Your objective => Every line of the data should be retyped with no difference from the original.

Data supplied =>
Content starts

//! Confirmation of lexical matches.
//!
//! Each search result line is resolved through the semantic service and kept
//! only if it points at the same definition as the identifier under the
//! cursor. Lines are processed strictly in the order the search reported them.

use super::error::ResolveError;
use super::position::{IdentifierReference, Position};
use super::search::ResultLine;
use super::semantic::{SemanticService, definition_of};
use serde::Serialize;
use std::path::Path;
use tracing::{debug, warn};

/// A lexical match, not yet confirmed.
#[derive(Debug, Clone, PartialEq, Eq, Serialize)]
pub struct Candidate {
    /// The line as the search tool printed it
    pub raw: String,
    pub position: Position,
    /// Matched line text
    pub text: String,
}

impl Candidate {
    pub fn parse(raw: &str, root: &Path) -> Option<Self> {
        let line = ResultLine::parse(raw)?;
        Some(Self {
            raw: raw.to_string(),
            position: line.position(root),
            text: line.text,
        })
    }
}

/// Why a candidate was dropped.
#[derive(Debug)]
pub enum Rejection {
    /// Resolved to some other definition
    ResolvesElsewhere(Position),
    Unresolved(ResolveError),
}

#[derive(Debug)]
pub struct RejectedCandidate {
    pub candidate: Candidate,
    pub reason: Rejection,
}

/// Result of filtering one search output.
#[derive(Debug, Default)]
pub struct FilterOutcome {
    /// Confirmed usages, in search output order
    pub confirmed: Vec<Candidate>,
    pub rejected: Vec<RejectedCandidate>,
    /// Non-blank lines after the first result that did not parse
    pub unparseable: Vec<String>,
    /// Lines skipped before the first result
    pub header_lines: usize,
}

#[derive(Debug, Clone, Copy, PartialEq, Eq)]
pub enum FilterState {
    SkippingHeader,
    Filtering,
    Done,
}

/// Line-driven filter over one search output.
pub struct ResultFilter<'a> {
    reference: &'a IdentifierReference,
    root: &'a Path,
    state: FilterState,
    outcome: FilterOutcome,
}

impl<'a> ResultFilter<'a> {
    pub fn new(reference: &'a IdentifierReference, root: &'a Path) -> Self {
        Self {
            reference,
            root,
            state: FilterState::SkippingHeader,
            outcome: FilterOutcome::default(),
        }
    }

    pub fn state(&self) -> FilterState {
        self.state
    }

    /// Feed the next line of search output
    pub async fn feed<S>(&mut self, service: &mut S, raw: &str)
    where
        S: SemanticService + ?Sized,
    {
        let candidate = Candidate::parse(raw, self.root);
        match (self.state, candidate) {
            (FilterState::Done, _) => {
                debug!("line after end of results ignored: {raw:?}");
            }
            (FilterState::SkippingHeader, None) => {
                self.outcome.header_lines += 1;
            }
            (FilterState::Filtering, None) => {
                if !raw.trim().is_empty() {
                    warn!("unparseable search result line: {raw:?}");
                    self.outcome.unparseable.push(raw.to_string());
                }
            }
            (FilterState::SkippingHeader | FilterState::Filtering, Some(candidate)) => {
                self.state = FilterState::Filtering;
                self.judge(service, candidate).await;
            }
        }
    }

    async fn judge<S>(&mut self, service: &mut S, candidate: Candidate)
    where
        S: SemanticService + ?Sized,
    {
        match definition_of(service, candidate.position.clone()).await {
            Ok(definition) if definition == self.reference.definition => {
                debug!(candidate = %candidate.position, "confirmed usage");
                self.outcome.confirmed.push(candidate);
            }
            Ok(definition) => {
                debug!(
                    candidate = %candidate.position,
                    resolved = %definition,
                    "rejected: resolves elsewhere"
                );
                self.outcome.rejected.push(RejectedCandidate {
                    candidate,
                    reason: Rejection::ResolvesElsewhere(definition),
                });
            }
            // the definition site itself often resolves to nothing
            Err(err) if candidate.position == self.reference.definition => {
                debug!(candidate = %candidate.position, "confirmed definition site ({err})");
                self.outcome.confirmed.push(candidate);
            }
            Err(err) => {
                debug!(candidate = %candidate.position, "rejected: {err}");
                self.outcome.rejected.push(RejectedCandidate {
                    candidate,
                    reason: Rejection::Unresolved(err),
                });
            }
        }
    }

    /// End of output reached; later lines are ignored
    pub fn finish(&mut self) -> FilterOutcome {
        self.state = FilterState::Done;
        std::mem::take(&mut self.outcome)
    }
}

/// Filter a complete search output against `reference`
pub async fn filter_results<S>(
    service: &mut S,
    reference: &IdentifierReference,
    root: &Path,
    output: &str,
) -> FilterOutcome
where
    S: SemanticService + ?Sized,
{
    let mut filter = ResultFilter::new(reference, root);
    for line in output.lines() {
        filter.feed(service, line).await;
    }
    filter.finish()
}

Content ends

Answer box =>
//! Confirmation of lexical matches.
//!
//! Each search result line is resolved through the semantic service and kept
//! only if it points at the same definition as the identifier under the
//! cursor. Lines are processed strictly in the order the search reported them.

use super::error::ResolveError;
use super::position::{IdentifierReference, Position};
use super::search::ResultLine;
use super::semantic::{SemanticService, definition_of};
use serde::Serialize;
use std::path::Path;
use tracing::{debug, warn};

/// A lexical match, not yet confirmed.
#[derive(Debug, Clone, PartialEq, Eq, Serialize)]
pub struct Candidate {
    /// The line as the search tool printed it
    pub raw: String,
    pub position: Position,
    /// Matched line text
    pub text: String,
}

impl Candidate {
    pub fn parse(raw: &str, root: &Path) -> Option<Self> {
        let line = ResultLine::parse(raw)?;
        Some(Self {
            raw: raw.to_string(),
            position: line.position(root),
            text: line.text,
        })
    }
}

/// Why a candidate was dropped.
#[derive(Debug)]
pub enum Rejection {
    /// Resolved to some other definition
    ResolvesElsewhere(Position),
    Unresolved(ResolveError),
}

#[derive(Debug)]
pub struct RejectedCandidate {
    pub candidate: Candidate,
    pub reason: Rejection,
}

/// Result of filtering one search output.
#[derive(Debug, Default)]
pub struct FilterOutcome {
    /// Confirmed usages, in search output order
    pub confirmed: Vec<Candidate>,
    pub rejected: Vec<RejectedCandidate>,
    /// Non-blank lines after the first result that did not parse
    pub unparseable: Vec<String>,
    /// Lines skipped before the first result
    pub header_lines: usize,
}

#[derive(Debug, Clone, Copy, PartialEq, Eq)]
pub enum FilterState {
    SkippingHeader,
    Filtering,
    Done,
}

/// Line-driven filter over one search output.
pub struct ResultFilter<'a> {
    reference: &'a IdentifierReference,
    root: &'a Path,
    state: FilterState,
    outcome: FilterOutcome,
}

impl<'a> ResultFilter<'a> {
    pub fn new(reference: &'a IdentifierReference, root: &'a Path) -> Self {
        Self {
            reference,
            root,
            state: FilterState::SkippingHeader,
            outcome: FilterOutcome::default(),
        }
    }

    pub fn state(&self) -> FilterState {
        self.state
    }

    /// Feed the next line of search output
    pub async fn feed<S>(&mut self, service: &mut S, raw: &str)
    where
        S: SemanticService + ?Sized,
    {
        let candidate = Candidate::parse(raw, self.root);
        match (self.state, candidate) {
            (FilterState::Done, _) => {
                debug!("line after end of results ignored: {raw:?}");
            }
            (FilterState::SkippingHeader, None) => {
                self.outcome.header_lines += 1;
            }
            (FilterState::Filtering, None) => {
                if !raw.trim().is_empty() {
                    warn!("unparseable search result line: {raw:?}");
                    self.outcome.unparseable.push(raw.to_string());
                }
            }
            (FilterState::SkippingHeader | FilterState::Filtering, Some(candidate)) => {
                self.state = FilterState::Filtering;
                self.judge(service, candidate).await;
            }
        }
    }

    async fn judge<S>(&mut self, service: &mut S, candidate: Candidate)
    where
        S: SemanticService + ?Sized,
    {
        match definition_of(service, candidate.position.clone()).await {
            Ok(definition) if definition == self.reference.definition => {
                debug!(candidate = %candidate.position, "confirmed usage");
                self.outcome.confirmed.push(candidate);
            }
            Ok(definition) => {
                debug!(
                    candidate = %candidate.position,
                    resolved = %definition,
                    "rejected: resolves elsewhere"
                );
                self.outcome.rejected.push(RejectedCandidate {
                    candidate,
                    reason: Rejection::ResolvesElsewhere(definition),
                });
            }
            // the definition site itself often resolves to nothing
            Err(err) if candidate.position == self.reference.definition => {
                debug!(candidate = %candidate.position, "confirmed definition site ({err})");
                self.outcome.confirmed.push(candidate);
            }
            Err(err) => {
                debug!(candidate = %candidate.position, "rejected: {err}");
                self.outcome.rejected.push(RejectedCandidate {
                    candidate,
                    reason: Rejection::Unresolved(err),
                });
            }
        }
    }

    /// End of output reached; later lines are ignored
    pub fn finish(&mut self) -> FilterOutcome {
        self.state = FilterState::Done;
        std::mem::take(&mut self.outcome)
    }
}

/// Filter a complete search output against `reference`
pub async fn filter_results<S>(
    service: &mut S,
    reference: &IdentifierReference,
    root: &Path,
    output: &str,
) -> FilterOutcome
where
    S: SemanticService + ?Sized,
{
    let mut filter = ResultFilter::new(reference, root);
    for line in output.lines() {
        filter.feed(service, line).await;
    }
    filter.finish()
}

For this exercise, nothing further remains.